Results: DR treated mice exhibited cardiac CD8⁺ T-cell infiltration alongside hallmarks of DR cardiomyopathy, including declined ejection fraction (EF) measured by echocardiography, cardiac cell death, and fibrosis determined by TUNEL and picrosirius red stain. Cardiac CD8⁺ T-cells co-localized with αSMA⁺ CFB and had enhanced expression of the degranulation marker CD107a and IFNγ in DR compared to PBS treated mice. DR hearts also showed increased gene and protein expression of the IFNγ inducible chemokines Cxcl9 and Cxcl10. DR resulted in increased circulating CD8⁺ T-cells and the frequency of activated CD8⁺ cells in the cardiac draining lymph nodes. Targeted antibody depletion of CD8⁺ but not CD4⁺ T-cells in the onset of DR treatment improved EF and decreased cardiac fibrosis. OTI mice were protected from DR induced EF decline, cardiac T-cell infiltration, and cardiac fibrosis, indicating an antigen-specific CD8⁺ T-cell response. Mechanistically, DR induced ICAM-1 expression on CFB and ICAM-1 dependent adhesion of activated CD8⁺ T-cells, which in turn increased CFB αSMA expression. Contact between CD8⁺ T-cells and DR-treated CFB caused CD8⁺ T-cell degranulation and Granzyme B release that contributed to CFB activation.

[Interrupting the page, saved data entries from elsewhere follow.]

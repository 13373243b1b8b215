//! AspirationBalance - the derived read-model over one aspiration's goals
//! and habits, with a rolling trend classification.

use serde::Serialize;

use crate::config::AggregationConfig;
use crate::domain::foundation::{AspirationId, GoalId, PlanDate};
use crate::domain::planning::DailyStep;
use crate::domain::tracking::{Goal, Habit};

/// XP credited per completed step or habit occurrence.
pub const XP_PER_COMPLETION: u64 = 10;

/// Rolling performance direction for an aspiration.
#[derive(Debug, Clone, Copy, PartialEq, Eq, Serialize)]
#[serde(rename_all = "lowercase")]
pub enum Trend {
    Positive,
    Neutral,
    Negative,
}

/// Display grouping over the recent completion rate.
#[derive(Debug, Clone, Copy, PartialEq, Eq, Serialize)]
#[serde(rename_all = "lowercase")]
pub enum Difficulty {
    Easy,
    Moderate,
    Hard,
}

/// Aggregated read-model for one aspiration.
///
/// `is_empty` distinguishes "nothing was ever planned" from "everything
/// planned sits at zero completion" - callers must render those
/// differently.
#[derive(Debug, Clone, PartialEq, Serialize)]
pub struct AspirationBalance {
    pub aspiration_id: AspirationId,
    pub total_planned: usize,
    pub total_completed: usize,
    pub total_xp: u64,
    pub recent_planned: usize,
    pub recent_completed: usize,
    pub recent_xp: u64,
    /// Percent of recently planned work completed; `None` when nothing was
    /// planned recently (no signal, not zero performance).
    pub completion_rate_recent: Option<f64>,
    pub trend: Trend,
    pub is_empty: bool,
}

/// Computes the balance for one aspiration over a snapshot.
///
/// Steps link to the aspiration through their goal; habits link directly.
/// The recent window is `[today - window_days, today]` inclusive.
pub fn aspiration_balance(
    aspiration_id: AspirationId,
    goals: &[Goal],
    habits: &[Habit],
    steps: &[DailyStep],
    today: PlanDate,
    config: &AggregationConfig,
) -> AspirationBalance {
    let goal_ids: Vec<GoalId> = goals
        .iter()
        .filter(|goal| goal.aspiration_id == Some(aspiration_id))
        .map(|goal| goal.id)
        .collect();
    let linked_habits: Vec<&Habit> = habits
        .iter()
        .filter(|habit| habit.aspiration_id == Some(aspiration_id))
        .collect();
    let linked_steps: Vec<&DailyStep> = steps
        .iter()
        .filter(|step| {
            step.goal_id
                .map(|goal_id| goal_ids.contains(&goal_id))
                .unwrap_or(false)
        })
        .collect();

    let window_start = today.minus_days(i64::from(config.window_days));

    let total_planned = linked_steps.len()
        + linked_habits
            .iter()
            .map(|habit| habit.lifetime_planned(today))
            .sum::<usize>();
    let total_completed = linked_steps.iter().filter(|step| step.completed).count()
        + linked_habits
            .iter()
            .map(|habit| habit.lifetime_completions())
            .sum::<usize>();

    let recent_planned = linked_steps
        .iter()
        .filter(|step| step.date >= window_start && step.date <= today)
        .count()
        + linked_habits
            .iter()
            .map(|habit| habit.planned_in_window(window_start, today))
            .sum::<usize>();
    let recent_completed = linked_steps
        .iter()
        .filter(|step| step.completed && step.date >= window_start && step.date <= today)
        .count()
        + linked_habits
            .iter()
            .map(|habit| habit.completions_in_window(window_start, today))
            .sum::<usize>();

    let total_xp = total_completed as u64 * XP_PER_COMPLETION;
    let recent_xp = recent_completed as u64 * XP_PER_COMPLETION;

    let completion_rate_recent = if recent_planned == 0 {
        None
    } else {
        Some(recent_completed as f64 / recent_planned as f64 * 100.0)
    };

    let is_empty = total_planned == 0;

    let first_activity = linked_steps
        .iter()
        .map(|step| step.date)
        .chain(linked_habits.iter().map(|habit| habit.created_at))
        .min();
    let trend = classify_trend(
        total_xp,
        recent_xp,
        first_activity,
        today,
        config,
    );

    AspirationBalance {
        aspiration_id,
        total_planned,
        total_completed,
        total_xp,
        recent_planned,
        recent_completed,
        recent_xp,
        completion_rate_recent,
        trend,
        is_empty,
    }
}

/// Compares the recent daily XP rate against the lifetime average rate.
///
/// Above the average by more than the configured margin is positive,
/// below it by more than the margin is negative, anything else - including
/// a history with no XP at all - is neutral.
fn classify_trend(
    total_xp: u64,
    recent_xp: u64,
    first_activity: Option<PlanDate>,
    today: PlanDate,
    config: &AggregationConfig,
) -> Trend {
    let Some(first) = first_activity else {
        return Trend::Neutral;
    };
    if total_xp == 0 {
        return Trend::Neutral;
    }

    let history_days = first.days_between(&today).max(0) + 1;
    let recent_days = i64::from(config.window_days).min(history_days);

    let average_rate = total_xp as f64 / history_days as f64;
    let recent_rate = recent_xp as f64 / recent_days as f64;

    if recent_rate > average_rate * (1.0 + config.trend_margin) {
        Trend::Positive
    } else if recent_rate < average_rate * (1.0 - config.trend_margin) {
        Trend::Negative
    } else {
        Trend::Neutral
    }
}

/// Classifies a balance for display grouping.
///
/// Empty balances and balances without a recent signal have no grouping
/// evidence either way and land in the moderate bucket.
pub fn classify_difficulty(balance: &AspirationBalance, config: &AggregationConfig) -> Difficulty {
    match balance.completion_rate_recent {
        Some(rate) if rate >= config.easy_threshold => Difficulty::Easy,
        Some(rate) if rate < config.hard_threshold => Difficulty::Hard,
        _ => Difficulty::Moderate,
    }
}

#[cfg(test)]
#[path = "aspiration_balance_test.rs"]
mod aspiration_balance_test;
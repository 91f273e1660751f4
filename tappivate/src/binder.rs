// Copyright 2026 the Tappivate Authors
// SPDX-License-Identifier: Apache-2.0 OR MIT

//! Binding handlers to a container and routing gestures to them.
//!
//! A [`Binder`] plays the part of delegated event listeners on one container.
//! For each gesture, it walks from the event target up to the container,
//! looking for two kinds of match:
//!
//! - the deepest element declaring the `btn` role, which receives start, end,
//!   leave and cancel;
//! - the deepest element whose parent declares `list` or `nav`. Items of a
//!   `list` receive start, move and end. Items of a `nav` receive cancel.
//!
//! Each match is then checked by the nested-role guard, which drops the event
//! if any element from the target up to (but excluding) the matched element
//! declares a role attribute. A button inside a list item therefore takes the
//! press for itself, and the item does not react.
//!
//! Deferred effects live in one [`TimerQueue`] owned by the binder. The host
//! calls [`Binder::advance`] whenever its clock moves, typically at
//! [`Binder::next_deadline`].
//!
//! ## Minimal example
//!
//! ```
//! use tappivate::binder::Binder;
//! use tappivate::config::Config;
//! use tappivate::gesture::Gesture;
//! use tappivate::host::{ACTIVE, Document, SELECTED};
//! use tappivate::memory::MemoryDocument;
//!
//! let mut doc = MemoryDocument::new();
//! let list = doc.append(doc.root(), Some("list"));
//! let a = doc.append(list, None);
//! let b = doc.append(list, None);
//!
//! let mut binder = Binder::new(doc.root(), Config::default());
//!
//! // Tap on `a`: touch, wait past the activation delay, lift.
//! binder.handle(&mut doc, Gesture::Start, a, 0);
//! binder.advance(&mut doc, 150);
//! assert!(doc.has_marker(a, ACTIVE));
//! binder.handle(&mut doc, Gesture::End, a, 200);
//! assert!(doc.has_marker(a, SELECTED));
//!
//! // Tap on `b` moves both markers over.
//! binder.handle(&mut doc, Gesture::Start, b, 1_000);
//! binder.handle(&mut doc, Gesture::End, b, 1_020);
//! assert!(doc.has_marker(b, SELECTED) && doc.has_marker(b, ACTIVE));
//! assert!(!doc.has_marker(a, SELECTED) && !doc.has_marker(a, ACTIVE));
//! ```

use core::fmt;

use tappivate_timing::{TimerQueue, TimerToken};

use crate::button::{ButtonAction, ButtonHandler};
use crate::config::Config;
use crate::gesture::{EventName, Gesture, ParseGestureError};
use crate::host::Document;
use crate::list::{ListAction, ListHandler};
use crate::role::{Role, Roles};

/// A deferred effect waiting in the binder's timer queue.
#[derive(Copy, Clone, Debug, PartialEq, Eq)]
pub enum Deferred<E> {
    /// Owned by the button handler.
    Button(ButtonAction<E>),
    /// Owned by the list handler.
    List(ListAction<E>),
}

impl<E> From<ButtonAction<E>> for Deferred<E> {
    fn from(action: ButtonAction<E>) -> Self {
        Self::Button(action)
    }
}

impl<E> From<ListAction<E>> for Deferred<E> {
    fn from(action: ListAction<E>) -> Self {
        Self::List(action)
    }
}

/// Where a gesture was delivered.
#[derive(Copy, Clone, Debug, Default, PartialEq, Eq)]
pub struct Routed<E> {
    /// The button whose handler received the gesture.
    pub button: Option<E>,
    /// The list item whose handler received the gesture.
    pub item: Option<E>,
}

impl<E> Routed<E> {
    /// Returns `true` if no handler received the gesture.
    #[must_use]
    pub fn is_empty(&self) -> bool {
        self.button.is_none() && self.item.is_none()
    }
}

#[derive(Copy, Clone, Debug)]
struct ItemMatch<E> {
    item: E,
    container: Roles,
}

/// Button and list handlers bound to one container.
pub struct Binder<D: Document> {
    container: D::Element,
    guard_nested_roles: bool,
    button: ButtonHandler<D>,
    list: ListHandler<D>,
    timers: TimerQueue<Deferred<D::Element>>,
}

impl<D: Document> fmt::Debug for Binder<D> {
    fn fmt(&self, f: &mut fmt::Formatter<'_>) -> fmt::Result {
        f.debug_struct("Binder")
            .field("container", &self.container)
            .field("guard_nested_roles", &self.guard_nested_roles)
            .field("button", &self.button)
            .field("list", &self.list)
            .field("pending", &self.timers.len())
            .finish()
    }
}

impl<D: Document + 'static> Binder<D> {
    /// Binds a fresh button/list handler pair to `container`.
    ///
    /// Callback overrides in `config` are resolved once, here.
    pub fn new(container: D::Element, config: Config<D>) -> Self {
        let callbacks = config.resolve();
        Self {
            container,
            guard_nested_roles: config.guard_nested_roles,
            button: ButtonHandler::new(config.button_delay, callbacks.clone()),
            list: ListHandler::new(config.list_delay, callbacks),
            timers: TimerQueue::new(),
        }
    }
}

impl<D: Document> Binder<D> {
    /// Returns the bound container.
    #[must_use]
    pub fn container(&self) -> D::Element {
        self.container
    }

    /// Returns the button handler.
    #[must_use]
    pub fn button(&self) -> &ButtonHandler<D> {
        &self.button
    }

    /// Returns the list handler.
    #[must_use]
    pub fn list(&self) -> &ListHandler<D> {
        &self.list
    }

    /// Returns the earliest time at which [`Binder::advance`] has work to do.
    #[must_use]
    pub fn next_deadline(&self) -> Option<u64> {
        self.timers.next_deadline()
    }

    /// Parses a host event name, then routes it like [`Binder::handle`].
    pub fn handle_named(
        &mut self,
        doc: &mut D,
        name: &str,
        target: D::Element,
        now: u64,
    ) -> Result<Routed<D::Element>, ParseGestureError> {
        let name: EventName = name.parse()?;
        Ok(self.handle(doc, name.gesture, target, now))
    }

    /// Routes `gesture` on `target` to the matching handlers.
    ///
    /// Timers that are already due at `now` are run first, so the gesture sees
    /// the document as it would have been had the host fired them on time.
    pub fn handle(
        &mut self,
        doc: &mut D,
        gesture: Gesture,
        target: D::Element,
        now: u64,
    ) -> Routed<D::Element> {
        self.advance(doc, now);

        let mut routed = Routed {
            button: None,
            item: None,
        };
        let Some((button, item)) = self.matches(doc, target) else {
            return routed;
        };

        if let Some(btn) = button.filter(|&btn| self.passes_guard(doc, target, btn)) {
            let delivered = match gesture {
                Gesture::Start => {
                    self.button.gesture_start(doc, &mut self.timers, btn);
                    true
                }
                Gesture::End => {
                    self.button.gesture_end(&mut self.timers, now, btn);
                    true
                }
                Gesture::Leave => {
                    self.button.gesture_leave(&mut self.timers, now, btn);
                    true
                }
                Gesture::Cancel => {
                    self.button.gesture_cancel(&mut self.timers, now, btn);
                    true
                }
                Gesture::Move => false,
            };
            if delivered {
                routed.button = Some(btn);
            }
        }

        if let Some(m) = item.filter(|m| self.passes_guard(doc, target, m.item)) {
            let list = m.container.has(Role::List);
            let nav = m.container.has(Role::Nav);
            let delivered = match gesture {
                Gesture::Start if list => {
                    self.list.gesture_start(&mut self.timers, now, m.item);
                    true
                }
                Gesture::Move if list => {
                    self.list.gesture_move(doc, &mut self.timers, m.item);
                    true
                }
                Gesture::End if list => {
                    self.list.gesture_end(doc, &mut self.timers, m.item);
                    true
                }
                Gesture::Cancel if nav => {
                    self.list.gesture_cancel(&mut self.timers, now, m.item);
                    true
                }
                _ => false,
            };
            if delivered {
                routed.item = Some(m.item);
            }
        }

        routed
    }

    /// Runs every deferred effect due at or before `now`, in deadline order.
    ///
    /// Returns the number of effects run.
    pub fn advance(&mut self, doc: &mut D, now: u64) -> usize {
        let mut ran = 0;
        while let Some((token, deferred)) = self.timers.pop_due(now) {
            if self.fire(doc, token, deferred) {
                ran += 1;
            }
        }
        ran
    }

    /// Drops every pending deferred effect without running it.
    pub fn cancel_all(&mut self) {
        self.button.cancel_pending(&mut self.timers);
        self.list.cancel_pending(&mut self.timers);
        debug_assert!(self.timers.is_empty(), "every timer belongs to a handler slot");
    }

    fn fire(&mut self, doc: &mut D, token: TimerToken, deferred: Deferred<D::Element>) -> bool {
        match deferred {
            Deferred::Button(action) => self.button.fire(doc, token, action),
            Deferred::List(action) => self.list.fire(doc, token, action),
        }
    }

    /// Finds the deepest button and list item between `target` and the container.
    ///
    /// Returns `None` if `target` is not a descendant of the container.
    fn matches(
        &self,
        doc: &D,
        target: D::Element,
    ) -> Option<(Option<D::Element>, Option<ItemMatch<D::Element>>)> {
        let mut button = None;
        let mut item = None;
        let mut current = target;
        while current != self.container {
            let parent = doc.parent(current)?;
            if button.is_none() && roles_of(doc, current).has(Role::Button) {
                button = Some(current);
            }
            if item.is_none() {
                let container = roles_of(doc, parent);
                if container.is_container() {
                    item = Some(ItemMatch {
                        item: current,
                        container,
                    });
                }
            }
            current = parent;
        }
        Some((button, item))
    }

    /// Walks from `target` up to `matched` (exclusive) looking for a nested role.
    fn passes_guard(&self, doc: &D, target: D::Element, matched: D::Element) -> bool {
        if !self.guard_nested_roles {
            return true;
        }
        let mut current = target;
        while current != matched {
            if doc.role_attr(current).is_some() {
                log::debug!(
                    "{target:?} is inside a nested role at {current:?}; ignored by {matched:?}"
                );
                return false;
            }
            match doc.parent(current) {
                Some(parent) => current = parent,
                None => return true,
            }
        }
        true
    }
}

fn roles_of<D: Document>(doc: &D, el: D::Element) -> Roles {
    doc.role_attr(el).map(Roles::parse).unwrap_or_default()
}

Human and canine cancer patients followed longitudinally had increased circulating CD8⁺ T-cells after anthracycline treatment, and human plasma levels of CXCL9/CXCL10 correlated with decreased EF post DR.
Conclusion: Our data demonstrate a novel role for cytotoxic T-cells in DR cardiomyopathy across 3 species, through CXCL9/10-dependent cardiotropism and CD8⁺ T-cell dependent fibrosis.